SAMPLE DISASTER RECOVERY PLAN Data Backup Procedures The Widget department performs two different methods of data backup to ensure that in the event of disaster that critical business data can be maintained. The virtualization software installed on all physical hosts has a sync option that permits IT staff to mirror data from one node to another in realtime. The mirror process does not disrupt system operation. If system data is corrupt and mirrored to the secondary node, the secondary node can be restored to a 24 hour old image from the offsite backup discussed below. In addition to the virtual mirror backup, all VMs have a backup agent for OffSiteBackup.Com which encrypts and sends backup images to the OffSiteBackup.Com datacenter.

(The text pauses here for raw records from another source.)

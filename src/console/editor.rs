//! Line editor controller
//!
//! Applies decoded events to the working buffer and the history ring.
//! There is one state, `Editing`; browsing history is just a flag on the
//! ring. Rejected keystrokes are absorbed and reported as
//! [`Outcome::Absorbed`], never as failures.
//!
//! | Event        | Action                                                   |
//! |--------------|----------------------------------------------------------|
//! | Printable(b) | insert, echo                                             |
//! | Backspace    | backspace, echo erase                                    |
//! | ArrowLeft    | shift left, cursor left                                  |
//! | ArrowRight   | shift right, cursor right                                |
//! | ArrowUp      | recall older, load, redraw line                          |
//! | ArrowDown    | recall newer, load (or blank), redraw line               |
//! | Enter        | commit, clear, hand line to consumer, redraw prompt      |
//! | ClearScreen  | clear, redraw prompt                                     |

use super::decoder::DecodedEvent;
use super::error::EditError;
use super::history::{History, Recall, HISTORY_DEPTH};
use super::line_buffer::LineBuffer;
use super::redraw::Redraw;

/// Receiver of committed lines (the command interpreter)
///
/// Called synchronously on Enter, at most once per committed line, with a
/// non-empty view of the history slot just written.
pub trait CommandSink {
    fn on_line(&mut self, line: &[u8]);
}

impl<F: FnMut(&[u8])> CommandSink for F {
    fn on_line(&mut self, line: &[u8]) {
        self(line)
    }
}

/// Result of one event
#[derive(Debug, Clone, Copy, PartialEq, Eq)]
pub enum Outcome {
    /// Nothing to do (escape prefix, LF, malformed sequence)
    Ignored,
    /// Buffer or history state changed
    Applied,
    /// Keystroke refused, state unchanged
    Absorbed(EditError),
    /// Line committed to `slot` and handed to the consumer
    Committed { slot: usize, len: usize },
}

/// Working buffer plus history, driven by decoded events
pub struct LineEditor<const D: usize = HISTORY_DEPTH> {
    line: LineBuffer,
    history: History<D>,
    prompt: &'static str,
}

impl<const D: usize> LineEditor<D> {
    /// Create editor with an empty line and history
    pub const fn new(prompt: &'static str) -> Self {
        Self {
            line: LineBuffer::new(),
            history: History::new(),
            prompt,
        }
    }

    /// Apply one event
    pub fn handle<R, C>(&mut self, event: DecodedEvent, term: &mut R, consumer: &mut C) -> Outcome
    where
        R: Redraw + ?Sized,
        C: CommandSink + ?Sized,
    {
        match event {
            DecodedEvent::Printable(b) => match self.line.insert(b) {
                Ok(()) => {
                    term.echo_char(b);
                    Outcome::Applied
                }
                Err(e) => Outcome::Absorbed(e),
            },

            DecodedEvent::Backspace => match self.line.backspace() {
                Ok(erased) => {
                    term.echo_erase(erased);
                    Outcome::Applied
                }
                Err(e) => Outcome::Absorbed(e),
            },

            DecodedEvent::ArrowLeft => match self.line.shift_left() {
                Ok(()) => {
                    term.cursor_left();
                    Outcome::Applied
                }
                Err(e) => Outcome::Absorbed(e),
            },

            DecodedEvent::ArrowRight => match self.line.shift_right() {
                Ok(()) => {
                    term.cursor_right();
                    Outcome::Applied
                }
                Err(e) => Outcome::Absorbed(e),
            },

            DecodedEvent::ArrowUp => match self.recall_older() {
                Ok(()) => {
                    term.redraw_line(self.prompt, &self.line);
                    Outcome::Applied
                }
                Err(e) => Outcome::Absorbed(e),
            },

            DecodedEvent::ArrowDown => match self.recall_newer() {
                Ok(()) => {
                    term.redraw_line(self.prompt, &self.line);
                    Outcome::Applied
                }
                Err(e) => Outcome::Absorbed(e),
            },

            DecodedEvent::Enter => {
                let committed = self.history.commit(&self.line);
                self.line.clear();
                self.history.reset_browse();

                let outcome = match committed {
                    Ok(slot) => {
                        let line = self.history.line(slot);
                        consumer.on_line(line);
                        Outcome::Committed { slot, len: line.len() }
                    }
                    Err(e) => Outcome::Absorbed(e),
                };

                term.redraw_prompt(self.prompt);
                outcome
            }

            DecodedEvent::ClearScreen => {
                self.line.clear();
                self.history.reset_browse();
                term.redraw_prompt(self.prompt);
                Outcome::Applied
            }

            DecodedEvent::Ignored => Outcome::Ignored,
        }
    }

    fn recall_older(&mut self) -> Result<(), EditError> {
        let slot = self.history.recall_older()?;
        self.line.clear();
        self.history.load(slot, &mut self.line)
    }

    fn recall_newer(&mut self) -> Result<(), EditError> {
        match self.history.recall_newer()? {
            Recall::Slot(slot) => {
                self.line.clear();
                self.history.load(slot, &mut self.line)
            }
            Recall::Live => {
                self.line.clear();
                Ok(())
            }
        }
    }

    /// Current working buffer
    pub fn line(&self) -> &LineBuffer {
        &self.line
    }

    /// History ring
    pub fn history(&self) -> &History<D> {
        &self.history
    }

    /// Prompt printed before each line
    pub fn prompt(&self) -> &'static str {
        self.prompt
    }
}
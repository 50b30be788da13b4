//! Trigger impacted-table inference.
//!
//! A trigger body is scanned for `INTO|UPDATE|FROM|JOIN` followed by an
//! identifier. That is enough to document which other tables a trigger reads
//! or writes without parsing its procedural body.

use once_cell::sync::Lazy;
use regex::Regex;

use crate::clause::clean_identifier;

static IMPACTED_RE: Lazy<Regex> = Lazy::new(|| {
    Regex::new(r#"(?i)\b(into|update|from|join)\s+("?[\w$#]+"?(?:\."?[\w$#]+"?)?)"#).unwrap()
});

/// Tables referenced inside `body` other than `owning_table` itself.
/// Deduplicated, first-seen order, bare table segment only.
pub fn impacted_tables(body: &str, owning_table: &str) -> Vec<String> {
    let mut found: Vec<String> = Vec::new();

    for caps in IMPACTED_RE.captures_iter(body) {
        let cleaned = clean_identifier(&caps[2]);
        let table_only = cleaned.rsplit('.').next().unwrap_or("");
        if table_only.is_empty() || table_only.eq_ignore_ascii_case(owning_table) {
            continue;
        }
        if !found.iter().any(|t| t.eq_ignore_ascii_case(table_only)) {
            found.push(table_only.to_string());
        }
    }

    found
}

Data from this backup can be restored to any physical machine using the local backup agent installation. Only Widget IT staff can execute this restore and decryption of data. This backup is performed nightly. Access Control for Secondary System Access Control for the secondary system is identical to the primary system. The Firewalls have the same capabilities and configuration. If a configuration change the primary firewall is made, IT staff save the configuration file and upload remotely to the secondary firewall. Procedures are in place to ensure that the secondary system is identical to the primary at all times. Execution of Disaster Recovery Plan In the event of a disaster that disrupts business operation at the primary location, IT staff will notify Accounting and Business Office staff to begin implementing business continuity procedures. IT staff will migrate systems to the secondary location and test viability prior to announcing the move to the secondary facility.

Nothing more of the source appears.